К чему сейчас это? Как она смеет сегодня подозревать его, отца, в отсутствии любви? Подозревать? Разве она его подозревает?
Но даже сразу после родов она первым делом подумала об этом, когда, приходя в себя, услыхала выстрелы с балкона и поняла, что это ее отец радуется появлению внука. Она позвала Вукашина; хотела увидеть его и понять, насколько он обрадован. На рассвете, когда гасили лампы, он, утомленный и задумчивый, стоял у нее в ногах, держась за спинку кровати. Она разглядывала его сквозь полуопущенные веки: даже не кажется счастливым? Он улыбнулся ей. Улыбался долго, долго, любовно и нежно, словно вглядываясь в нее из какой-то дали. Все лицо его превратилось в ту незабываемую улыбку. Она не различала ни его головы, ни рук, ни тела. Была лишь невиданная улыбка, которая ее усыпила. Она заплакала во сне, вероятно от счастья, акушерка разбудила ее, вытирала ей мокрое лицо, утешала: «Ничего больше не бойся. Сын у тебя крупный, как Королевич Марко[34]». И она больше ничего не боялась; позабыла о разговоре, когда они в саду ели черешни в тот светлый воскресный день. У нее не было причин его помнить.
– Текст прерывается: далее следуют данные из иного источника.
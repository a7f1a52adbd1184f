use thiserror::Error;

/// Errors raised by [`Registry`](super::Registry) operations
#[derive(Debug, Clone, PartialEq, Eq, Error)]
pub enum RegistryError {
    /// Variant ids start at 1
    #[error("Invalid variant id {0}: ids must be positive")]
    InvalidId(u32),

    /// Category name outside the supported set
    #[error("Unknown category '{0}'. Valid options: question, set, timeline")]
    UnknownCategory(String),

    /// A different variant already holds this id
    #[error("Variant id {id} is already registered as '{existing}', refusing to register '{incoming}'")]
    DuplicateVariantId {
        id: u32,
        existing: String,
        incoming: String,
    },

    /// Nothing registered under this id
    #[error("No variant registered with id {0}")]
    NotFound(u32),
}

impl RegistryError {
    pub fn is_not_found(&self) -> bool {
        matches!(self, RegistryError::NotFound(_))
    }
}
// Cloned from base/knowledge_tree.rs by `satlens generate`.
// Subjects as subway lines with a stop for every topic.

//! Knowledge tree: questions branch out by subject, then by topic, with each
//! leaf coloured by whether it was answered correctly.

use crate::registry::Category;
use crate::views::markup::Markup;
use crate::views::model::{accuracy, format_percent, group_by_subject, group_by_topic};
use crate::views::{RenderError, Renderable, ViewData};

pub const CATEGORY: Category = Category::Question;
pub const TITLE: &str = "View 102: Subway Map";
pub const VIEW_ID: u32 = 102;

pub struct SubwayMapView;

impl Renderable for SubwayMapView {
    fn render(&self, data: &ViewData) -> Result<Markup, RenderError> {
        let questions = data.questions()?;
        let mut markup = Markup::section(VIEW_ID, "knowledge-tree", TITLE);

        if questions.is_empty() {
            markup.element("p", "empty", "No questions to grow a tree from yet.");
            return Ok(markup.end_section());
        }

        markup.open("ul", "tree");
        for (subject, subject_questions) in group_by_subject(questions) {
            markup.open("li", "branch");
            markup.element("span", "branch-label", subject);
            markup.element(
                "span",
                "branch-accuracy",
                &format_percent(accuracy(subject_questions.iter().copied())),
            );

            markup.open("ul", "twigs");
            for (topic, topic_questions) in group_by_topic(subject_questions) {
                markup.open("li", "twig");
                markup.element("span", "twig-label", topic);
                markup.open("ul", "leaves");
                for question in topic_questions {
                    let state = match (question.answered, question.correct) {
                        (false, _) => "leaf pending",
                        (true, true) => "leaf correct",
                        (true, false) => "leaf missed",
                    };
                    markup
                        .open_with(
                            "li",
                            state,
                            &[("data-difficulty", question.difficulty.as_str().to_string())],
                        )
                        .text(&format!("Q{}", question.id))
                        .close("li");
                }
                markup.close("ul").close("li");
            }
            markup.close("ul").close("li");
        }
        markup.close("ul");

        Ok(markup.end_section())
    }
}
//! Variant registry
//!
//! Maps numeric variant ids to their metadata and renderable. Consumers only
//! need [`Registry::get`], [`Registry::list`] and [`Registry::default_for`].

mod catalog;
mod error;
mod metadata;

pub use catalog::{DuplicatePolicy, ListFilter, Registry, RegistryEntry, Variants};
pub use error::RegistryError;
pub use metadata::{Category, VariantDef, VariantMetadata};
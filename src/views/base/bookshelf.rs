//! Bookshelf: practice sets as books on a shelf, spine height by question
//! count, one shelf per subject.

use crate::registry::Category;
use crate::views::markup::Markup;
use crate::views::model::{format_percent, PracticeSet};
use crate::views::{RenderError, Renderable, ViewData};
use std::collections::BTreeMap;

pub const CATEGORY: Category = Category::Set;
pub const TITLE: &str = "View 1: Bookshelf";
pub const VIEW_ID: u32 = 1;

pub struct BookshelfView;

impl Renderable for BookshelfView {
    fn render(&self, data: &ViewData) -> Result<Markup, RenderError> {
        let sets = data.sets()?;
        let mut markup = Markup::section(VIEW_ID, "bookshelf", TITLE);

        let mut shelves: BTreeMap<&str, Vec<&PracticeSet>> = BTreeMap::new();
        for set in sets {
            shelves.entry(set.subject.as_str()).or_default().push(set);
        }

        for (subject, books) in shelves {
            markup.open_with("div", "shelf", &[("data-subject", subject.to_string())]);
            markup.element("h3", "shelf-label", subject);
            for book in books {
                let progress = format!("{}/{}", book.answered(), book.questions.len());
                markup.open_with(
                    "article",
                    "book",
                    &[
                        ("data-set", book.id.to_string()),
                        ("data-height", book.questions.len().to_string()),
                    ],
                );
                markup.element("span", "spine", &book.title);
                markup.element("span", "progress", &progress);
                markup.element("span", "accuracy", &format_percent(book.accuracy()));
                markup.close("article");
            }
            markup.close("div");
        }

        Ok(markup.end_section())
    }
}

#[cfg(test)]
mod tests {
    use super::*;

    fn set(id: u32, title: &str, subject: &str) -> PracticeSet {
        PracticeSet {
            id,
            title: title.to_string(),
            subject: subject.to_string(),
            questions: vec![],
        }
    }

    #[test]
    fn test_one_shelf_per_subject() {
        let data = ViewData::Set {
            sets: vec![
                set(1, "Heart of Algebra", "Math"),
                set(2, "Command of Evidence", "Reading"),
                set(3, "Problem Solving", "Math"),
            ],
        };
        let html = BookshelfView.render(&data).unwrap().into_string();

        assert_eq!(html.matches("class=\"shelf\"").count(), 2);
        assert_eq!(html.matches("<article").count(), 3);
        assert!(html.contains("<span class=\"progress\">0/0</span>"));
    }
}
//! Knowledge tree: questions branch out by subject, then by topic, with each
//! leaf coloured by whether it was answered correctly.

use crate::registry::Category;
use crate::views::markup::Markup;
use crate::views::model::{accuracy, format_percent, group_by_subject, group_by_topic};
use crate::views::{RenderError, Renderable, ViewData};

pub const CATEGORY: Category = Category::Question;
pub const TITLE: &str = "View 3: Knowledge Tree";
pub const VIEW_ID: u32 = 3;

pub struct KnowledgeTreeView;

impl Renderable for KnowledgeTreeView {
    fn render(&self, data: &ViewData) -> Result<Markup, RenderError> {
        let questions = data.questions()?;
        let mut markup = Markup::section(VIEW_ID, "knowledge-tree", TITLE);

        if questions.is_empty() {
            markup.element("p", "empty", "No questions to grow a tree from yet.");
            return Ok(markup.end_section());
        }

        markup.open("ul", "tree");
        for (subject, subject_questions) in group_by_subject(questions) {
            markup.open("li", "branch");
            markup.element("span", "branch-label", subject);
            markup.element(
                "span",
                "branch-accuracy",
                &format_percent(accuracy(subject_questions.iter().copied())),
            );

            markup.open("ul", "twigs");
            for (topic, topic_questions) in group_by_topic(subject_questions) {
                markup.open("li", "twig");
                markup.element("span", "twig-label", topic);
                markup.open("ul", "leaves");
                for question in topic_questions {
                    let state = match (question.answered, question.correct) {
                        (false, _) => "leaf pending",
                        (true, true) => "leaf correct",
                        (true, false) => "leaf missed",
                    };
                    markup
                        .open_with(
                            "li",
                            state,
                            &[("data-difficulty", question.difficulty.as_str().to_string())],
                        )
                        .text(&format!("Q{}", question.id))
                        .close("li");
                }
                markup.close("ul").close("li");
            }
            markup.close("ul").close("li");
        }
        markup.close("ul");

        Ok(markup.end_section())
    }
}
Почему она вспоминает сейчас, каким расстроенным, задумчивым застала она Вукашина над колыбелькой?
— Отчего ты так грустно на него смотришь, Вукашин?
Она зажмурилась, чтобы не видеть, как тяжело, в последний раз, падают листья с ореха.
— У него мой лоб. Воображаю, что можно придумать и передумать с таким лбом. Если, как утверждают, по наследству передаются склонности к определенным цветам и запахам, значит, передаются и другие склонности.
— Тебя это беспокоит? Что сын будет похож на тебя?
— Он будет жесток. И несчастен.
Он как-то странно умолк и отошел от кроватки, а она, растерявшись, не сумела ни слова произнести. Долго после этого, всякий раз склоняясь над кроваткой, она спрашивала себя: «Почему Иван будет жесток и несчастен?» Она боролась с собою и сумела избежать какого-либо вывода. И Вукашин не побуждал ее к этому. Но оставался неизменно сдержанным, скупым в своей нежности.
А когда родилась Милена, он искренне горевал о том, что у него, дескать, грубые «преровские ручищи» и он не может купать ребенка. Он вставал ночью, едва она начинала плакать, брал ее на руки, баюкал ее и пел ей какие-то смешные песенки собственного сочинения. И, оправдывая свою нежность к Милене, часто говорил:
— Несчастные эти девочки. Если их не балуют и не любят в отцовском доме, они могут всю жизнь прожить, так и не узнав, что такое нежность. Если у отца нет к ним нежности, то…
— Что — то? Отец — это не весь мир, — возмущалась она.
— Девочку отец должен любить за всех мужчин. А если кроме отца ее еще кто-нибудь полюбит, это и есть то самое, что женщины называют счастьем.
И он опять как-то по-своему умолк; ей не удалось больше ничего услышать из его уст о женской доле. И тогда уже находились поводы для разных дум; она не хотела их, не желала. Она могла обходиться без них.
Почему к Милене он был столь щедр в своей нежности, играх, подарках, великодушен ко всем ее капризам и поступкам? Он лишь улыбался, слушая, что на танцульках она в знак протеста, как сербка, отказывалась плясать польку, кадриль, вальс — все, кроме национального коло. Он ни словом ее не упрекнул, когда по тем же причинам она отказалась учиться играть на фортепьяно. «После австрийской аннексии Боснии и Герцеговины стыдно сербской девушке играть на рояле. Правда, папа?» А он в ответ разразился смехом и дернул ее за косу. Он даже не упрекнул ее, когда из шестого класса гимназии она убежала во Вране по объявлении войны Турции, чтобы стать санитаркой. Он иногда выказывал недовольство по отношению к ней, скорее грусть, нежели раздражение, с тех пор как узнал, что она влюбилась во Владимира, поручика и четника-македонца.